A Copenhagen School in Argumentation Studies
The volume Rhetorical Argumentation : The Copenhagen School, edited by Christian Kock and Marcus Lantz, is now available digitally (open access) and for sale in hard copy at amazon.com. The editors write as follows:
Rhetorical argumentation means giving reasons to influence attitudes and actions, typically in the public and political spheres. Rhetorical argumentation is omnipresent and multiform. On any issue in rhetorical argumentation there are usually several relevant reasons, both pro and con. To complicate matters further, these reasons are often not commensurable, they may have varying degrees of merit, and judging degree of merit legitimately involves subjective factors.
An adequate theory of rhetorical argumentation needs to critically probe some of the assumptions that are widely taken for granted in argumentation studies. It cannot aim for definitive argument appraisal or rely on dichotomous criteria.

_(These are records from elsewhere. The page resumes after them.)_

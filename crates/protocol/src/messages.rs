use serde::{Deserialize, Serialize};

// ---------------------------------------------------------------------------
// Response payloads
// ---------------------------------------------------------------------------

/// Body of `GET /files/`.
///
/// The service answers `{"files": [...]}` when the store has content and
/// `{"message": "No files found."}` when it is empty, so both keys are optional.
#[derive(Debug, Clone, Default, PartialEq, Serialize, Deserialize)]
pub struct FileListResponse {
    #[serde(default, skip_serializing_if = "Option::is_none")]
    pub files: Option<Vec<String>>,
    #[serde(default, skip_serializing_if = "Option::is_none")]
    pub message: Option<String>,
}

impl FileListResponse {
    /// Returns the listed names; a message-only body yields an empty list.
    pub fn into_files(self) -> Vec<String> {
        self.files.unwrap_or_default()
    }
}

/// Body of `GET /search/?file_name=`.
#[derive(Debug, Clone, Default, PartialEq, Serialize, Deserialize)]
pub struct SearchResponse {
    #[serde(default)]
    pub matching_files: Vec<String>,
}

/// Body returned after a chunk is appended.
#[derive(Debug, Clone, PartialEq, Serialize, Deserialize)]
pub struct UploadPartResponse {
    pub message: String,
    #[serde(default, skip_serializing_if = "String::is_empty")]
    pub filename: String,
}

/// Error body returned with non-success statuses (`{"detail": "..."}`).
#[derive(Debug, Clone, PartialEq, Serialize, Deserialize)]
pub struct ErrorResponse {
    pub detail: String,
}

#[cfg(test)]
mod tests {
    use super::*;

    #[test]
    fn file_list_with_files() {
        let json = r#"{"files":["a.txt","report.pdf"]}"#;
        let resp: FileListResponse = serde_json::from_str(json).unwrap();
        assert_eq!(resp.into_files(), vec!["a.txt", "report.pdf"]);
    }

    #[test]
    fn file_list_empty_array() {
        let resp: FileListResponse = serde_json::from_str(r#"{"files":[]}"#).unwrap();
        assert!(resp.into_files().is_empty());
    }

    #[test]
    fn file_list_message_only_is_empty() {
        let json = r#"{"message":"No files found."}"#;
        let resp: FileListResponse = serde_json::from_str(json).unwrap();
        assert_eq!(resp.message.as_deref(), Some("No files found."));
        assert!(resp.into_files().is_empty());
    }

    #[test]
    fn file_list_omits_absent_keys() {
        let resp = FileListResponse {
            files: Some(vec!["x".into()]),
            message: None,
        };
        let json = serde_json::to_string(&resp).unwrap();
        assert!(!json.contains("message"));
    }

    #[test]
    fn search_response_field_name() {
        let json = r#"{"matching_files":["report.pdf"]}"#;
        let resp: SearchResponse = serde_json::from_str(json).unwrap();
        assert_eq!(resp.matching_files, vec!["report.pdf"]);
    }

    #[test]
    fn search_response_missing_key_defaults_empty() {
        let resp: SearchResponse = serde_json::from_str("{}").unwrap();
        assert!(resp.matching_files.is_empty());
    }

    #[test]
    fn upload_part_response_roundtrip() {
        let json = r#"{"message":"Part 1/3 uploaded","filename":"big.iso"}"#;
        let resp: UploadPartResponse = serde_json::from_str(json).unwrap();
        assert_eq!(resp.filename, "big.iso");
        let back = serde_json::to_string(&resp).unwrap();
        let again: UploadPartResponse = serde_json::from_str(&back).unwrap();
        assert_eq!(resp, again);
    }

    #[test]
    fn error_response_detail() {
        let json = r#"{"detail":"No matching files found."}"#;
        let resp: ErrorResponse = serde_json::from_str(json).unwrap();
        assert_eq!(resp.detail, "No matching files found.");
    }
}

The thirteen scholars represented in this volume—all current or former affiliates of the Rhetoric program at the University of Copenhagen—develop implications of these views across a broad range of fields, contributing multiple individual perspectives. Subjects include the centrality of debate, “reasonable disagreement”, uses and failings of Toulmin’s theory, argument merit in debates on prostitution, polyphony in online debate, temporality in argument, stasis theory revived, pandemic-related argument, political commentary as perceived by readers, polemical argumentation in science, “bullshit-sniffing”, reason-giving in clinical practice, and a call for “scientist citizenship”.
Scholars and students in argumentation studies and in political science and theory will want to learn how contributions by the “Copenhagen School” connect and enrich their respective fields.